The service builds RubyGems-compatible spec index contents as gzip-compressed Marshal dumps of [name, version, platform] tuples.

  • specs.4.8.gz includes released versions only
  • latest_specs.4.8.gz includes the latest released version per gem name using Gem::Version comparison
  • prerelease_specs.4.8.gz includes prerelease versions only

The worker is idempotent and uses Sidekiq deduplication with deduplicate :until_executed, if_deduplicated: :reschedule_once so concurrent upload/delete events for the same project collapse into one active regeneration and one follow-up regeneration if needed.

Database

No migrations or schema changes — only new query patterns against existing tables (packages_packages, packages_rubygems_metadata, packages_rubygems_spec_files).

This MR adds:

  • a new scope installable_for_project on Packages::Rubygems::Package (for_projects(project).installable.has_version)
  • a find_or_build class method on Packages::Rubygems::SpecFile (wraps find_or_initialize_by), followed by update!

Affected code paths

  • app/models/packages/rubygems/package.rb — new installable_for_project scope and sync_rubygems_spec_files instance method
  • app/models/packages/rubygems/spec_file.rb — new find_or_build(project_id:, file_name:) class method
  • app/services/packages/rubygems/create_spec_files_service.rb#update_spec_fileSpecFile.find_or_build + update!

Queries

installable_for_project resolves installable to status IN (0, 1, 5) (default / hidden / deprecated) and has_version to version IS NOT NULL. The service reads name/version/platform in one left_joins(:rubygems_metadatum) + pluck, batched through each_batch — there is no separate metadata preload query.

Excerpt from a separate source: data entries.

//! Exit hazard and survival in unemployment

use serde::{Deserialize, Serialize};

use crate::distribution::TruncatedWageDistribution;
use crate::search::TimePath;

/// `h_t = e_t · (1 - F(w_{t+1}))` for `t = 0..=T`
///
/// Uses the untruncated CDF: an offer above next week's reservation wage
/// ends the spell.
pub fn hazard_series(path: &TimePath, distribution: &TruncatedWageDistribution) -> Vec<f64> {
    let w = path.reservation_wage();
    path.effort()
        .iter()
        .enumerate()
        .map(|(t, &e)| e * (1.0 - distribution.cumulative(w[t + 1])))
        .collect()
}

/// `S_0 = 1`, `S_{t+1} = S_t (1 - h_t)`; one entry longer than the hazard
pub fn survival_series(hazard: &[f64]) -> Vec<f64> {
    let mut survival = Vec::with_capacity(hazard.len() + 1);
    survival.push(1.0);
    let mut current = 1.0;
    for &h in hazard {
        current *= 1.0 - h;
        survival.push(current);
    }
    survival
}

/// Expected weeks unemployed within the horizon, `Σ_t S_t`
pub fn expected_duration(survival: &[f64]) -> f64 {
    survival.iter().sum()
}

/// Hazard and survival for one `(worker, policy)` pair
#[derive(Debug, Clone, PartialEq, Serialize, Deserialize)]
pub struct HazardSurvival {
    /// Length `T + 1`
    pub hazard: Vec<f64>,
    /// Length `T + 2`, starts at one
    pub survival: Vec<f64>,
}

impl HazardSurvival {
    pub fn from_path(path: &TimePath, distribution: &TruncatedWageDistribution) -> Self {
        let hazard = hazard_series(path, distribution);
        let survival = survival_series(&hazard);
        Self { hazard, survival }
    }

    pub fn expected_duration(&self) -> f64 {
        expected_duration(&self.survival)
    }
}

#[cfg(test)]
mod tests {
    use super::*;
    use crate::search::{TimePathBuilder, WeekSolution};
    use approx::assert_relative_eq;

    #[test]
    fn test_survival_from_constant_hazard() {
        let survival = survival_series(&[0.5, 0.5, 0.5]);
        assert_eq!(survival, vec![1.0, 0.5, 0.25, 0.125]);
        assert_relative_eq!(expected_duration(&survival), 1.875, epsilon = 1e-12);
    }

    #[test]
    fn test_empty_hazard() {
        assert_eq!(survival_series(&[]), vec![1.0]);
    }

    #[test]
    fn test_hazard_uses_next_week_wage() {
        let dist = TruncatedWageDistribution::new(1.0, 0.5, 20.0).unwrap();
        let mut builder = TimePathBuilder::new(1, 6.0);
        for (w, e) in [(5.0, 0.4), (4.0, 0.8)] {
            builder
                .push(WeekSolution {
                    reservation_wage: w,
                    effort: e,
                    value: 0.0,
                    reemployment_wage: w + 1.0,
                    corner: None,
                })
                .unwrap();
        }
        let path = builder.freeze().unwrap();
        // w = [4, 5, 6], e = [0.8, 0.4]
        let result = HazardSurvival::from_path(&path, &dist);

        assert_relative_eq!(result.hazard[0], 0.8 * (1.0 - dist.cumulative(5.0)), epsilon = 1e-15);
        assert_relative_eq!(result.hazard[1], 0.4 * (1.0 - dist.cumulative(6.0)), epsilon = 1e-15);
        assert_eq!(result.survival.len(), 3);
        assert_eq!(result.survival[0], 1.0);
        assert!(result.survival.windows(2).all(|s| s[1] <= s[0]));
    }
}
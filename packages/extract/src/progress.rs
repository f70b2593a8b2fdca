//! Progress reporting for slow extraction calls.
//!
//! [`ProgressCallback`] keeps extractors independent of how progress is
//! rendered. The CLI plugs in `indicatif` bars; library callers and tests
//! use [`NullProgress`].

use std::sync::Arc;

/// Receives progress updates from an extractor.
///
/// Implementations must be `Send + Sync` so extraction can run on a
/// blocking worker thread.
pub trait ProgressCallback: Send + Sync {
    /// Set the total expected units of work.
    fn set_total(&self, total: u64);

    /// Advance progress by `delta` units.
    fn inc(&self, delta: u64);

    /// Update the message shown next to the indicator.
    fn set_message(&self, msg: String);

    /// Mark progress as complete and remove the indicator.
    fn finish_and_clear(&self);
}

/// Ignores all progress updates.
pub struct NullProgress;

impl ProgressCallback for NullProgress {
    fn set_total(&self, _total: u64) {}
    fn inc(&self, _delta: u64) {}
    fn set_message(&self, _msg: String) {}
    fn finish_and_clear(&self) {}
}

/// Returns a shared [`NullProgress`] instance.
#[must_use]
pub fn null_progress() -> Arc<dyn ProgressCallback> {
    Arc::new(NullProgress)
}
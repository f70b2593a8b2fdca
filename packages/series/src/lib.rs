#![cfg_attr(feature = "fail-on-warnings", deny(warnings))]
#![warn(clippy::all, clippy::pedantic, clippy::nursery, clippy::cargo)]
#![allow(clippy::multiple_crate_versions, clippy::cargo_common_metadata)]

//! Annual area series and forest loss derivation.
//!
//! [`reshape`] turns the nested per-unit tables returned by an extractor
//! into one [`AnnualAreaSeries`] per zone. [`loss`] turns each of those
//! into a [`LossSeries`] of whole-hectare, year-over-year change.
//!
//! [`AnnualAreaSeries`]: forest_loss_zone_models::AnnualAreaSeries
//! [`LossSeries`]: forest_loss_zone_models::LossSeries

pub mod loss;
pub mod reshape;

pub use loss::{derive_loss, derive_losses};
pub use reshape::{AREA_FIELD, reshape_tables};

use thiserror::Error;

/// Errors raised when extractor output or a series does not have the
/// expected shape.
#[derive(Debug, Error)]
pub enum SeriesError {
    /// The extractor returned a different number of tables than units.
    #[error("Expected {expected} indicator table(s), got {found}")]
    UnitCount {
        /// Number of bound units.
        expected: usize,
        /// Number of tables returned.
        found: usize,
    },

    /// A table's echoed zone disagrees with the unit at its position.
    #[error("Indicator table {index} is labelled {found} but unit {index} is {expected}")]
    ZoneMismatch {
        /// Position of the table.
        index: usize,
        /// Zone of the bound unit.
        expected: String,
        /// Zone echoed by the extractor.
        found: String,
    },

    /// A required field is absent or has the wrong shape.
    #[error("{zone}: field '{field}' is missing or malformed")]
    MissingField {
        /// Zone whose table is affected.
        zone: String,
        /// Name of the field.
        field: String,
    },

    /// A year value cannot be read as a calendar year.
    #[error("{zone}: '{value}' is not a calendar year")]
    InvalidYear {
        /// Zone whose table is affected.
        zone: String,
        /// The offending value as written.
        value: String,
    },

    /// An area value is not a finite, non-negative number.
    #[error("{zone}: area for {year} is not a non-negative number ({value})")]
    InvalidArea {
        /// Zone whose table is affected.
        zone: String,
        /// Year of the offending value.
        year: i32,
        /// The offending value as written.
        value: String,
    },

    /// The same year appears more than once for a zone.
    #[error("{zone}: year {year} appears more than once")]
    DuplicateYear {
        /// Zone whose series is affected.
        zone: String,
        /// The repeated year.
        year: i32,
    },
}
#![cfg_attr(feature = "fail-on-warnings", deny(warnings))]
#![warn(clippy::all, clippy::pedantic, clippy::nursery, clippy::cargo)]
#![allow(clippy::multiple_crate_versions, clippy::cargo_common_metadata)]

//! Analysis configuration for forest loss indicators.
//!
//! The configuration is a single TOML bundle. Every required key must be
//! present and in range; the first problem found is reported by key name
//! and nothing is defaulted in its place.
//!
//! ```toml
//! buffer_distance = 10000.0
//! min_patch_size_ha = 1.0
//! min_cover_pct = 30.0
//! display_order = "stacked"
//! ```

use std::path::Path;

use forest_loss_zone_models::{CoordinateSpace, DisplayOrder, ExtractionConfig};
use serde::Deserialize;
use thiserror::Error;

/// Property holding the protected area identifier (WDPA convention).
pub const DEFAULT_ID_PROPERTY: &str = "WDPAID";

/// Property holding the protected area lifecycle status.
pub const DEFAULT_STATUS_PROPERTY: &str = "STATUS";

/// Lifecycle statuses that are not finalized and are excluded by default.
pub const DEFAULT_EXCLUDED_STATUSES: &[&str] = &["proposed"];

/// Errors produced while loading or validating configuration.
#[derive(Debug, Error)]
pub enum ConfigError {
    /// Reading the configuration file failed.
    #[error("Failed to read config {path}: {source}")]
    Io {
        /// Path that could not be read.
        path: String,
        /// Underlying I/O error.
        source: std::io::Error,
    },

    /// The document is not valid TOML or has a value of the wrong type.
    #[error("Malformed config: {0}")]
    Parse(#[from] toml::de::Error),

    /// A required key is absent.
    #[error("Missing required config key '{key}'")]
    Missing {
        /// Name of the missing key.
        key: &'static str,
    },

    /// A key is present but its value is outside the accepted range.
    #[error("Config key '{key}' = {value} is out of range: {expected}")]
    OutOfRange {
        /// Name of the offending key.
        key: &'static str,
        /// The value as written.
        value: String,
        /// Description of the accepted range.
        expected: &'static str,
    },
}

/// Configuration exactly as written, before validation.
#[derive(Debug, Default, Deserialize)]
#[serde(deny_unknown_fields)]
struct RawConfig {
    buffer_distance: Option<f64>,
    min_patch_size_ha: Option<f64>,
    min_cover_pct: Option<f64>,
    display_order: Option<DisplayOrder>,
    coordinate_space: Option<CoordinateSpace>,
    id_property: Option<String>,
    status_property: Option<String>,
    excluded_statuses: Option<Vec<String>>,
}

/// Validated analysis configuration.
#[derive(Debug, Clone, PartialEq)]
pub struct AnalysisConfig {
    /// Outward buffer distance. Metres for geographic input, CRS units for
    /// projected input. Always positive.
    pub buffer_distance: f64,
    /// Minimum forest patch size in hectares (>= 0).
    pub min_patch_size_ha: f64,
    /// Minimum canopy cover percentage, within `[0, 100]`.
    pub min_cover_pct: f64,
    /// Chart layout, passed through untouched.
    pub display_order: DisplayOrder,
    pub coordinate_space: CoordinateSpace,
    /// Feature property holding the protected area identifier.
    pub id_property: String,
    /// Feature property holding the lifecycle status.
    pub status_property: String,
    /// Lowercase statuses whose records are dropped before buffering.
    pub excluded_statuses: Vec<String>,
}

impl AnalysisConfig {
    /// Loads and validates a TOML configuration file.
    ///
    /// # Errors
    ///
    /// Returns [`ConfigError`] if the file cannot be read, is malformed, or
    /// fails validation.
    pub fn load(path: &Path) -> Result<Self, ConfigError> {
        let text = std::fs::read_to_string(path).map_err(|source| ConfigError::Io {
            path: path.display().to_string(),
            source,
        })?;
        log::debug!("Loaded config from {}", path.display());
        Self::from_toml(&text)
    }

    /// Parses and validates a TOML configuration document.
    ///
    /// # Errors
    ///
    /// Returns [`ConfigError`] if the document is malformed, a required key
    /// is absent, or a value is out of range.
    pub fn from_toml(text: &str) -> Result<Self, ConfigError> {
        let raw: RawConfig = toml::de::from_str(text)?;
        Self::validate(raw)
    }

    fn validate(raw: RawConfig) -> Result<Self, ConfigError> {
        let buffer_distance = require(raw.buffer_distance, "buffer_distance")?;
        let min_patch_size_ha = require(raw.min_patch_size_ha, "min_patch_size_ha")?;
        let min_cover_pct = require(raw.min_cover_pct, "min_cover_pct")?;
        let display_order = require(raw.display_order, "display_order")?;

        if !(buffer_distance.is_finite() && buffer_distance > 0.0) {
            return Err(out_of_range(
                "buffer_distance",
                buffer_distance,
                "a finite value greater than 0",
            ));
        }
        if !(min_patch_size_ha.is_finite() && min_patch_size_ha >= 0.0) {
            return Err(out_of_range(
                "min_patch_size_ha",
                min_patch_size_ha,
                "a finite value of at least 0",
            ));
        }
        if !(0.0..=100.0).contains(&min_cover_pct) {
            return Err(out_of_range(
                "min_cover_pct",
                min_cover_pct,
                "a percentage between 0 and 100",
            ));
        }

        let id_property = non_empty(raw.id_property, DEFAULT_ID_PROPERTY, "id_property")?;
        let status_property =
            non_empty(raw.status_property, DEFAULT_STATUS_PROPERTY, "status_property")?;

        let excluded_statuses = raw.excluded_statuses.map_or_else(
            || {
                DEFAULT_EXCLUDED_STATUSES
                    .iter()
                    .map(ToString::to_string)
                    .collect()
            },
            |statuses| {
                statuses
                    .iter()
                    .map(|s| s.trim().to_lowercase())
                    .filter(|s| !s.is_empty())
                    .collect()
            },
        );

        Ok(Self {
            buffer_distance,
            min_patch_size_ha,
            min_cover_pct,
            display_order,
            coordinate_space: raw.coordinate_space.unwrap_or_default(),
            id_property,
            status_property,
            excluded_statuses,
        })
    }

    /// The threshold subset handed to indicator extractors.
    #[must_use]
    pub const fn extraction(&self) -> ExtractionConfig {
        ExtractionConfig {
            min_patch_size_ha: self.min_patch_size_ha,
            min_cover_pct: self.min_cover_pct,
        }
    }
}

fn require<T>(value: Option<T>, key: &'static str) -> Result<T, ConfigError> {
    value.ok_or(ConfigError::Missing { key })
}

fn out_of_range(key: &'static str, value: f64, expected: &'static str) -> ConfigError {
    ConfigError::OutOfRange {
        key,
        value: value.to_string(),
        expected,
    }
}

fn non_empty(
    value: Option<String>,
    default: &str,
    key: &'static str,
) -> Result<String, ConfigError> {
    match value {
        None => Ok(default.to_string()),
        Some(v) if v.trim().is_empty() => Err(ConfigError::OutOfRange {
            key,
            value: format!("{v:?}"),
            expected: "a non-empty property name",
        }),
        Some(v) => Ok(v.trim().to_string()),
    }
}
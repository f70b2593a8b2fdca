#![cfg_attr(feature = "fail-on-warnings", deny(warnings))]
#![warn(clippy::all, clippy::pedantic, clippy::nursery, clippy::cargo)]
#![allow(clippy::multiple_crate_versions, clippy::cargo_common_metadata)]

//! Forest loss pipeline for a protected area and its buffer ring.
//!
//! Chains geometry preparation -> zone binding -> indicator extraction ->
//! series reshaping -> loss derivation. Each stage consumes the complete
//! output of the previous one, and the first failure aborts the run with
//! a [`PipelineError`] naming the stage and error kind. No partial report
//! is ever produced.
//!
//! The stages are also exposed individually ([`prepare`], [`extract`],
//! [`summarize`]) so a caller can run the extractor on a worker thread or
//! under a timeout.

pub mod export;
pub mod report;

pub use report::{ForestLossReport, ZoneReport};

use forest_loss_config::{AnalysisConfig, ConfigError};
use forest_loss_extract::{ExtractError, IndicatorExtractor};
use forest_loss_geometry::{
    GeometryError, PrepareOptions, PreparedZones, SourceRecord, SourceSchema, bind_zones,
    parse_source_records, prepare_zones,
};
use forest_loss_series::{SeriesError, derive_losses, reshape_tables};
use forest_loss_zone_models::{AnalysisUnit, UnitIndicatorTable};
use strum_macros::{AsRefStr, Display};
use thiserror::Error;

/// Pipeline stage in which an error occurred.
#[derive(Debug, Clone, Copy, PartialEq, Eq, Hash, Display, AsRefStr)]
#[strum(serialize_all = "snake_case")]
pub enum Stage {
    Configuration,
    GeometryPreparation,
    Extraction,
    Reshaping,
    LossDerivation,
}

/// Category of a pipeline failure.
#[derive(Debug, Clone, Copy, PartialEq, Eq, Hash, Display, AsRefStr)]
#[strum(serialize_all = "snake_case")]
pub enum ErrorKind {
    /// Malformed or multi-record input geometry.
    InvalidInput,
    /// Filtering removed every usable record.
    NoData,
    /// Buffering or differencing produced an invalid or empty geometry.
    Geometry,
    /// Extractor output is missing expected fields.
    Schema,
    /// Missing or out-of-range configuration value.
    Config,
    /// The extractor itself failed.
    Extraction,
}

/// Errors that abort a pipeline run.
#[derive(Debug, Error)]
pub enum PipelineError {
    /// Configuration could not be loaded or validated.
    #[error("Configuration failed: {0}")]
    Config(#[from] ConfigError),

    /// Source parsing or buffer ring preparation failed.
    #[error("Geometry preparation failed: {0}")]
    Geometry(#[from] GeometryError),

    /// The indicator extractor failed.
    #[error("Indicator extraction failed: {0}")]
    Extraction(#[from] ExtractError),

    /// Extractor output did not match the expected schema.
    #[error("Reshaping extractor output failed: {0}")]
    Reshape(SeriesError),

    /// An area series could not be turned into a loss series.
    #[error("Loss derivation failed: {0}")]
    LossDerivation(SeriesError),
}

impl PipelineError {
    /// The stage that failed.
    #[must_use]
    pub const fn stage(&self) -> Stage {
        match self {
            Self::Config(_) => Stage::Configuration,
            Self::Geometry(_) => Stage::GeometryPreparation,
            Self::Extraction(_) => Stage::Extraction,
            Self::Reshape(_) => Stage::Reshaping,
            Self::LossDerivation(_) => Stage::LossDerivation,
        }
    }

    /// The error category.
    #[must_use]
    pub const fn kind(&self) -> ErrorKind {
        match self {
            Self::Config(_) => ErrorKind::Config,
            Self::Geometry(GeometryError::InvalidInput { .. }) => ErrorKind::InvalidInput,
            Self::Geometry(GeometryError::NoData { .. }) => ErrorKind::NoData,
            Self::Geometry(GeometryError::InvalidGeometry { .. }) => ErrorKind::Geometry,
            Self::Extraction(_) => ErrorKind::Extraction,
            Self::Reshape(_) | Self::LossDerivation(_) => ErrorKind::Schema,
        }
    }
}

/// Prepared zone geometries and the analysis units bound from them.
#[derive(Debug, Clone)]
pub struct PreparedRun {
    pub zones: PreparedZones,
    /// Protected area first, buffer ring second.
    pub units: [AnalysisUnit; 2],
}

/// Property names the configuration says to read source features with.
#[must_use]
pub fn source_schema(config: &AnalysisConfig) -> SourceSchema {
    SourceSchema {
        id_property: config.id_property.clone(),
        status_property: config.status_property.clone(),
    }
}

/// Parses source records from `GeoJSON` text.
///
/// # Errors
///
/// Returns [`PipelineError::Geometry`] if the text is not a usable
/// `GeoJSON` feature or feature collection.
pub fn load_source(
    text: &str,
    config: &AnalysisConfig,
) -> Result<Vec<SourceRecord>, PipelineError> {
    Ok(parse_source_records(text, &source_schema(config))?)
}

/// Builds the buffer ring and binds both zones.
///
/// # Errors
///
/// Returns [`PipelineError::Geometry`] if the input has the wrong record
/// count, is filtered to nothing, or yields an unusable ring.
pub fn prepare(
    records: Vec<SourceRecord>,
    config: &AnalysisConfig,
) -> Result<PreparedRun, PipelineError> {
    log::info!("Preparing zones from {} source record(s)", records.len());

    let options = PrepareOptions {
        buffer_distance: config.buffer_distance,
        coordinate_space: config.coordinate_space,
        excluded_statuses: &config.excluded_statuses,
    };
    let zones = prepare_zones(records, &options)?;
    let units = bind_zones(&zones);

    Ok(PreparedRun { zones, units })
}

/// Runs the extractor over the bound units.
///
/// # Errors
///
/// Returns [`PipelineError::Extraction`] if the extractor fails.
pub fn extract(
    units: &[AnalysisUnit],
    extractor: &dyn IndicatorExtractor,
    config: &AnalysisConfig,
) -> Result<Vec<UnitIndicatorTable>, PipelineError> {
    let extraction = config.extraction();
    log::info!(
        "Extracting annual forest area for {} unit(s) (min patch {} ha, min cover {}%)",
        units.len(),
        extraction.min_patch_size_ha,
        extraction.min_cover_pct
    );
    Ok(extractor.extract(units, &extraction)?)
}

/// Reshapes extractor tables and derives per-zone loss.
///
/// # Errors
///
/// Returns [`PipelineError::Reshape`] if the tables do not match the
/// expected schema, or [`PipelineError::LossDerivation`] if a series
/// cannot be differenced.
pub fn summarize(
    prepared: &PreparedRun,
    tables: &[UnitIndicatorTable],
    config: &AnalysisConfig,
) -> Result<ForestLossReport, PipelineError> {
    let area_series = reshape_tables(&prepared.units, tables).map_err(PipelineError::Reshape)?;
    let loss_series = derive_losses(&area_series).map_err(PipelineError::LossDerivation)?;

    let report = ForestLossReport::new(
        prepared.zones.id,
        config.display_order,
        area_series,
        loss_series,
    );
    for zone in &report.zones {
        log::info!(
            "{}: {} year(s), total loss {} ha",
            zone.zone.label(),
            zone.loss_series.points.len(),
            zone.total_loss_ha
        );
    }

    Ok(report)
}

/// Runs every stage in order.
///
/// # Errors
///
/// Returns the first [`PipelineError`] raised. A geometry failure means
/// the extractor is never called.
pub fn run(
    records: Vec<SourceRecord>,
    config: &AnalysisConfig,
    extractor: &dyn IndicatorExtractor,
) -> Result<ForestLossReport, PipelineError> {
    let prepared = prepare(records, config)?;
    let tables = extract(&prepared.units, extractor, config)?;
    summarize(&prepared, &tables, config)
}

#[cfg(test)]
mod tests {
    use forest_loss_extract::StaticExtractor;
    use forest_loss_zone_models::{CoordinateSpace, DisplayOrder, Zone};
    use geo::{Area, BooleanOps, polygon};
    use serde_json::json;

    use super::*;

    fn config() -> AnalysisConfig {
        AnalysisConfig::from_toml(
            r#"
            buffer_distance = 10000.0
            min_patch_size_ha = 1.0
            min_cover_pct = 30.0
            display_order = "stacked"
            coordinate_space = "projected"
            "#,
        )
        .unwrap()
    }

    fn area_record(id: i64, status: Option<&str>, x0: f64) -> SourceRecord {
        SourceRecord::new(
            id,
            status,
            polygon![
                (x: x0, y: 0.0),
                (x: x0 + 20_000.0, y: 0.0),
                (x: x0 + 20_000.0, y: 20_000.0),
                (x: x0, y: 20_000.0),
                (x: x0, y: 0.0),
            ],
        )
    }

    fn table(zone: Zone, areas: &serde_json::Value) -> UnitIndicatorTable {
        UnitIndicatorTable {
            zone: Some(zone),
            indicators: json!({ "area_ha": areas })
                .as_object()
                .cloned()
                .unwrap_or_default(),
        }
    }

    fn losses(report: &ForestLossReport, zone: Zone) -> Vec<(i32, u64)> {
        report
            .zone(zone)
            .unwrap()
            .loss_series
            .points
            .iter()
            .map(|p| (p.year, p.loss_ha))
            .collect()
    }

    #[test]
    fn protected_area_115772_end_to_end() {
        let extractor = StaticExtractor::new(vec![
            table(
                Zone::ProtectedArea,
                &json!({ "2001": 500, "2002": 480, "2003": 480 }),
            ),
            table(Zone::BufferRing, &json!({ "2001": 900, "2002": 850 })),
        ]);
        let config = config();

        let prepared = prepare(vec![area_record(115_772, Some("Designated"), 0.0)], &config)
            .unwrap();
        let overlap = prepared
            .zones
            .buffer_ring
            .intersection(&prepared.zones.protected_area)
            .unsigned_area();
        assert_eq!(overlap, 0.0);

        let tables = extract(&prepared.units, &extractor, &config).unwrap();
        let report = summarize(&prepared, &tables, &config).unwrap();

        assert_eq!(report.id, 115_772);
        assert_eq!(report.display_order, DisplayOrder::Stacked);
        assert_eq!(report.zones[0].zone, Zone::ProtectedArea);
        assert_eq!(report.zones[1].zone, Zone::BufferRing);
        assert_eq!(
            losses(&report, Zone::ProtectedArea),
            vec![(2001, 0), (2002, 20), (2003, 0)]
        );
        assert_eq!(
            losses(&report, Zone::BufferRing),
            vec![(2001, 0), (2002, 50)]
        );
        assert_eq!(report.zone(Zone::ProtectedArea).unwrap().total_loss_ha, 20);
        assert_eq!(report.zone(Zone::BufferRing).unwrap().total_loss_ha, 50);
    }

    #[test]
    fn single_year_per_zone_gives_one_zero_entry_each() {
        let extractor = StaticExtractor::new(vec![
            table(Zone::ProtectedArea, &json!({ "2020": 123.4 })),
            table(Zone::BufferRing, &json!({ "2020": 987.6 })),
        ]);
        let report = run(vec![area_record(1, None, 0.0)], &config(), &extractor).unwrap();

        for zone in Zone::ALL {
            assert_eq!(losses(&report, zone), vec![(2020, 0)]);
        }
    }

    #[test]
    fn two_polygons_fail_before_extraction() {
        let extractor = StaticExtractor::new(Vec::new());
        let records = vec![area_record(1, None, 0.0), area_record(2, None, 100_000.0)];

        let err = run(records, &config(), &extractor).unwrap_err();

        assert_eq!(err.kind(), ErrorKind::InvalidInput);
        assert_eq!(err.stage(), Stage::GeometryPreparation);
        assert_eq!(extractor.call_count(), 0);
    }

    #[test]
    fn proposed_only_input_is_no_data() {
        let extractor = StaticExtractor::new(Vec::new());
        let records = vec![area_record(115_772, Some("Proposed"), 0.0)];

        let err = run(records, &config(), &extractor).unwrap_err();

        assert_eq!(err.kind(), ErrorKind::NoData);
        assert_eq!(extractor.call_count(), 0);
    }

    #[test]
    fn missing_area_field_is_a_schema_error_at_reshaping() {
        let extractor = StaticExtractor::new(vec![
            table(Zone::ProtectedArea, &json!({ "2001": 1.0 })),
            UnitIndicatorTable {
                zone: Some(Zone::BufferRing),
                indicators: serde_json::Map::new(),
            },
        ]);

        let err = run(vec![area_record(1, None, 0.0)], &config(), &extractor).unwrap_err();

        assert_eq!(err.kind(), ErrorKind::Schema);
        assert_eq!(err.stage(), Stage::Reshaping);
        assert_eq!(extractor.call_count(), 1);
    }

    #[test]
    fn extractor_failure_stops_the_run() {
        struct Failing;

        impl IndicatorExtractor for Failing {
            fn extract(
                &self,
                _units: &[AnalysisUnit],
                _config: &forest_loss_zone_models::ExtractionConfig,
            ) -> Result<Vec<UnitIndicatorTable>, ExtractError> {
                Err(ExtractError::Backend {
                    message: "raster store unavailable".to_string(),
                })
            }
        }

        let err = run(vec![area_record(1, None, 0.0)], &config(), &Failing).unwrap_err();
        assert_eq!(err.kind(), ErrorKind::Extraction);
        assert_eq!(err.stage(), Stage::Extraction);
    }

    #[test]
    fn geographic_input_is_buffered_in_metres() {
        let mut config = config();
        config.coordinate_space = CoordinateSpace::Geographic;
        let record = SourceRecord::new(
            115_772,
            None,
            polygon![
                (x: 29.0, y: -1.0),
                (x: 29.2, y: -1.0),
                (x: 29.2, y: -0.8),
                (x: 29.0, y: -0.8),
                (x: 29.0, y: -1.0),
            ],
        );

        let prepared = prepare(vec![record], &config).unwrap();

        // 0.2 degrees of source plus about 0.09 degrees of ring on each side.
        let rect = geo::BoundingRect::bounding_rect(&prepared.zones.buffer_ring).unwrap();
        assert!((rect.width() - 0.38).abs() < 0.01, "width {}", rect.width());
    }

    #[test]
    fn error_kinds_render_snake_case() {
        assert_eq!(ErrorKind::NoData.to_string(), "no_data");
        assert_eq!(Stage::GeometryPreparation.as_ref(), "geometry_preparation");
    }
}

Q1 — installable packages + metadata (batched LEFT JOIN)

The service reads name/version/platform via installable_for_project + left_joins(:rubygems_metadatum) + pluck, batched through each_batch. installable resolves to status IN (0, 1, 5) (default / hidden / deprecated) and has_version to version IS NOT NULL. There is no separate metadata preload query.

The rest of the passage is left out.